“Hoje milhares de crianças vão morrer de fome, nenhuma é cubana”. O que vi na Ilha.

 

Centro de Havana
Centro de Havana

“Unos 600 millones de niños viven en la pobreza. Y más de 27 mil menores de cinco años mueren cada día por causas evitables. Ninguno de ellos es cubano” — cerca de 600 milhões de crianças vivem na pobreza, e mais de 27 mil delas com menos de cinco anos morrem a cada dia por causas evitáveis. Nenhuma delas é cubana. A frase, estampada num cartaz à saída do aeroporto José Martí, foi a primeira que li ao desembarcar em Havana. Leria muitas outras frases pró-regime depois, já que centenas delas estão espalhadas pelo país. É sem publicidade mais presente na Ilha, e divide espaço somente com o que o governo permite. 

Cuba Embargo At 50
Embargo econômico a Cuba pelos EUA começou em 1962 e estampa várias mensagens pela Ilha

Era 2004, época em que os presidentes Fidel Castro e George W. Bush trocavam insultos mais ou menos institucionais, e as frases eram repintadas ou ganhavam ainda mais destaque.

A propaganda sobre crianças voltou automaticamente a minha cabeça nesta segunda-feira, ao ouvir a impressionante e histórica entrevista coletiva com Barack Obama e Raúl Castro. Obama, firme, cobrou democracia e direitos humanos, e disse que por onde os EUA tiverem chance de deixar seu recado, compartiharão esses valores. Vale a pena revisar a História para não ter dúvidas que não é verdade, mesmo que boas as intenções de alguém que cumpre bem o papel de estadista.

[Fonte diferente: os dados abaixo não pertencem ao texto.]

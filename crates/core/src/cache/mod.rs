//! Two-tier caching of permission verdicts, drive lists and folder statistics.
//!
//! Every cache is a [`TwoTierCache`]: an in-process `DashMap` in front of an optional
//! [`ExternalCache`] shared between instances. Reads go local → external → miss, writes fill
//! both tiers. External failures and timeouts are logged at debug level and treated as misses,
//! so a cache outage only costs latency.
//!
//! Entries are derived data. Dropping any of them at any time is always correct. Keeping one
//! that an invalidation meant to drop is not: when an external delete fails, the cache stops
//! reading the external tier until everything written before the failure has expired.

mod external;
mod permission;
mod stats;

pub use external::{CacheError, ExternalCache, MemoryExternalCache, RedisCache};
pub use permission::{CacheTicket, PermissionCache};
pub use stats::{FolderStats, StatsCache};

use crate::config::CacheConfig;
use dashmap::DashMap;
use parking_lot::Mutex;
use serde::de::DeserializeOwned;
use serde::Serialize;
use std::future::Future;
use std::sync::Arc;
use std::time::{Duration, Instant};

struct LocalEntry {
    payload: String,
    stored_at: Instant,
}

/// One logical cache: a key namespace with its own TTL, spread over both tiers.
pub struct TwoTierCache {
    namespace: &'static str,
    key_prefix: String,
    local: DashMap<String, LocalEntry>,
    external: Option<Arc<dyn ExternalCache>>,
    ttl: Duration,
    local_freshness: Duration,
    call_timeout: Duration,
    /// Set when an external invalidation failed; external reads are skipped until then.
    untrusted_until: Mutex<Option<Instant>>,
}

impl TwoTierCache {
    pub fn new(
        namespace: &'static str,
        config: &CacheConfig,
        ttl: Duration,
        external: Option<Arc<dyn ExternalCache>>,
    ) -> Self {
        Self {
            namespace,
            key_prefix: format!("{}{}:", config.key_prefix, namespace),
            local: DashMap::new(),
            external,
            ttl,
            local_freshness: config.local_freshness.min(ttl),
            call_timeout: config.call_timeout,
            untrusted_until: Mutex::new(None),
        }
    }

    fn external_key(&self, key: &str) -> String {
        format!("{}{}", self.key_prefix, key)
    }

    /// Runs one external call under the configured timeout; any failure becomes `None`.
    async fn bounded<T>(
        &self,
        op: &'static str,
        call: impl Future<Output = Result<T, CacheError>>,
    ) -> Option<T> {
        let err = match tokio::time::timeout(self.call_timeout, call).await {
            Ok(Ok(value)) => return Some(value),
            Ok(Err(err)) => err,
            Err(_) => CacheError::Timeout,
        };
        tracing::debug!(cache = self.namespace, op, error = %err, "external cache call failed");
        None
    }

    /// Stop trusting the external tier for one TTL, after which every entry that survived a
    /// failed invalidation has expired there.
    fn distrust_external(&self) {
        let until = Instant::now() + self.ttl;
        *self.untrusted_until.lock() = Some(until);
        tracing::warn!(
            cache = self.namespace,
            ttl_secs = self.ttl.as_secs(),
            "external invalidation failed, bypassing external reads"
        );
    }

    fn external_trusted(&self) -> bool {
        let mut guard = self.untrusted_until.lock();
        match *guard {
            Some(until) if Instant::now() < until => false,
            Some(_) => {
                *guard = None;
                true
            }
            None => true,
        }
    }

    /// Looks `key` up in the local tier, evicting it if it has outlived the freshness window.
    fn local_get(&self, key: &str) -> Option<String> {
        let hit = self.local.get(key).map(|entry| {
            (
                entry.stored_at.elapsed() < self.local_freshness,
                entry.payload.clone(),
            )
        });
        match hit {
            Some((true, payload)) => Some(payload),
            Some((false, _)) => {
                self.local.remove(key);
                None
            }
            None => None,
        }
    }

    fn local_put(&self, key: &str, payload: String) {
        self.local.insert(
            key.to_string(),
            LocalEntry {
                payload,
                stored_at: Instant::now(),
            },
        );
    }

    pub async fn get<T: DeserializeOwned>(&self, key: &str) -> Option<T> {
        let payload = match self.local_get(key) {
            Some(payload) => payload,
            None => {
                let external = self.external.as_ref()?;
                if !self.external_trusted() {
                    return None;
                }
                let full = self.external_key(key);
                let payload = self.bounded("get", external.get(&full)).await.flatten()?;
                self.local_put(key, payload.clone());
                payload
            }
        };

        match serde_json::from_str(&payload) {
            Ok(value) => Some(value),
            Err(err) => {
                tracing::debug!(cache = self.namespace, error = %err, "discarding undecodable cache entry");
                self.remove(key).await;
                None
            }
        }
    }

    pub async fn set<T: Serialize>(&self, key: &str, value: &T) {
        let payload = match serde_json::to_string(value) {
            Ok(payload) => payload,
            Err(err) => {
                tracing::debug!(cache = self.namespace, error = %err, "cache entry not serialisable");
                return;
            }
        };
        if let Some(external) = &self.external {
            let full = self.external_key(key);
            self.bounded("set", external.set(&full, &payload, self.ttl))
                .await;
        }
        self.local_put(key, payload);
    }

    pub async fn remove(&self, key: &str) {
        self.local.remove(key);
        if let Some(external) = &self.external {
            let full = [self.external_key(key)];
            if self.bounded("delete", external.delete(&full)).await.is_none() {
                self.distrust_external();
            }
        }
    }

    /// Removes every key starting with `prefix` for which `matches` holds, in both tiers.
    pub async fn remove_where(&self, prefix: &str, matches: impl Fn(&str) -> bool) {
        self.local
            .retain(|key, _| !(key.starts_with(prefix) && matches(key)));

        let Some(external) = &self.external else {
            return;
        };
        let full_prefix = self.external_key(prefix);
        let Some(keys) = self.bounded("keys", external.keys(&full_prefix)).await else {
            self.distrust_external();
            return;
        };
        let doomed: Vec<String> = keys
            .into_iter()
            .filter(|full| {
                full.strip_prefix(self.key_prefix.as_str())
                    .is_some_and(|key| matches(key))
            })
            .collect();
        if !doomed.is_empty() && self.bounded("delete", external.delete(&doomed)).await.is_none() {
            self.distrust_external();
        }
    }

    /// Drops every entry of this cache in both tiers.
    pub async fn clear(&self) {
        self.remove_where("", |_| true).await;
    }

    pub fn local_len(&self) -> usize {
        self.local.len()
    }

    pub(crate) fn clear_local(&self) {
        self.local.clear();
    }
}

/// Owner of every cache in the process.
///
/// Built once at startup and handed to the services that need it; there are no globals.
pub struct CacheService {
    permissions: PermissionCache,
    stats: StatsCache,
    external: Option<Arc<dyn ExternalCache>>,
}

impl CacheService {
    /// Build the caches, connecting to Redis when configured.
    ///
    /// A Redis connection failure is logged and the service falls back to the local tier only.
    pub async fn open(config: &CacheConfig) -> Self {
        let external: Option<Arc<dyn ExternalCache>> = match &config.redis {
            Some(redis) => {
                let connect = RedisCache::connect(redis.connection_info());
                match tokio::time::timeout(config.call_timeout, connect).await {
                    Ok(Ok(cache)) => {
                        tracing::info!(host = %redis.host, port = redis.port, "connected to external cache");
                        Some(Arc::new(cache))
                    }
                    Ok(Err(err)) => {
                        tracing::warn!(error = %err, "external cache unavailable, using local cache only");
                        None
                    }
                    Err(_) => {
                        tracing::warn!("external cache connection timed out, using local cache only");
                        None
                    }
                }
            }
            None => None,
        };
        Self::with_external(config, external)
    }

    /// Build the caches over an explicit external tier (or none).
    pub fn with_external(config: &CacheConfig, external: Option<Arc<dyn ExternalCache>>) -> Self {
        Self {
            permissions: PermissionCache::new(config, external.clone()),
            stats: StatsCache::new(config, external.clone()),
            external,
        }
    }

    pub fn permissions(&self) -> &PermissionCache {
        &self.permissions
    }

    pub fn stats(&self) -> &StatsCache {
        &self.stats
    }

    pub fn has_external(&self) -> bool {
        self.external.is_some()
    }

    /// Full invalidation sweep over both tiers of every cache.
    pub async fn flush_all(&self) {
        self.permissions.invalidate_all().await;
        self.stats.clear().await;
        tracing::info!("all caches flushed");
    }

    /// Shutdown hook. Local entries are dropped; the external tier is left to expire on its own.
    pub async fn close(&self) {
        self.permissions.clear_local();
        self.stats.clear_local();
        tracing::debug!("cache service closed");
    }
}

Castro, aparentando desconforto e irritação em vários momentos — foi a primeira entrevista coletiva, em Cuba, do presidente  desde que assumiu o mandato em 2008 –, foi responsável pela resposta mais dura e inesperada do encontro, que durou cerca de 1h.

arack Obama e Raúl Castro, em Havana, em entrevista coletiva concedida após encontro bilateral
arack Obama e Raúl Castro, em Havana, em entrevista coletiva concedida após encontro bilateral

Ao responder sobre o desacordo entre os países sobre o respeito aos direitos humanos, ele disse: “pelo que entendi, você perguntou alguma coisa sobre o avanço em Cuba do respeito aos direitos humanos, mas agora eu vou fazer uma pergunta a você: as instituições internacionais reconhecem 61 instrumentos de efetivação dos direitos humanos. Quantos países do mundo cumprem todos eles? Você sabe? Nenhum! Alguns cumprem alguns, outros cumprem outros, e neste meio está Cuba. Dos 61 mencionados, Cuba cumpre 47. Certamente há países que cumprem mais, outros que cumprem muito menos. Não se pode politizar direitos humanos. Isso não é correto. Se seguimos politizando, não avançaremos. Por exemplo: para Cuba, que não cumpre todos os direitos, o direito à saúde, — ‘você quer algo mais sagrado que o direito à saúde?’–, que não morram milhares e milhares de crianças por não haver um simples vacina ou qualquer remédio, é cumprido, por exemplo…

"Patria es humanidad", diz letreiro em Havana
“Patria es humanidad”, diz letreiro em Havana

Você está de acordo com o direito à educação gratuita para todos? Creio que há muitos países que não conseguem alcançar esse direito. A começar que todas as crianças nasçam num hospital e sejam registrados no primeiro dia de vida… porque quando as mães estão próximas ao parto vão a um hospital e sejam bem tratadas. Não importa em que vilarejo viva, nem sua condição econômica. Temos também muitos outros direitos: direito à saúde, direito à educação…Você considera, por exemplo — e é o último exemplo que vou compartilhar –, que um homem deve ganhar mais do que uma mulher para realizar o mesmo trabalho que ela? Em Cuba, não acontece. Posso enumerar vários exemplos, por isso é impossível usar esse argumento — que em Cuba se atenta a mais direitos humanos que em outros países –. Isso não e justo, não é correto. Só faz parte confrontação política, mas não é correto. Vamos trabalhar para que todos os países possam respeitar todos os 61 direitos humanos”.

Se é bom saber que, segundo Clóvis Rossi escreveu na Folha de S.Paulo desta segunda-feira, “a Comissão Cubana para Direitos Humanos e Reconciliação Nacional, somente nos dois primeiros meses do ano, 2.500 pessoas sofreram detenções arbitrárias”, também é bom não esquecer que a frase cubana do aeroporto tem total sentido.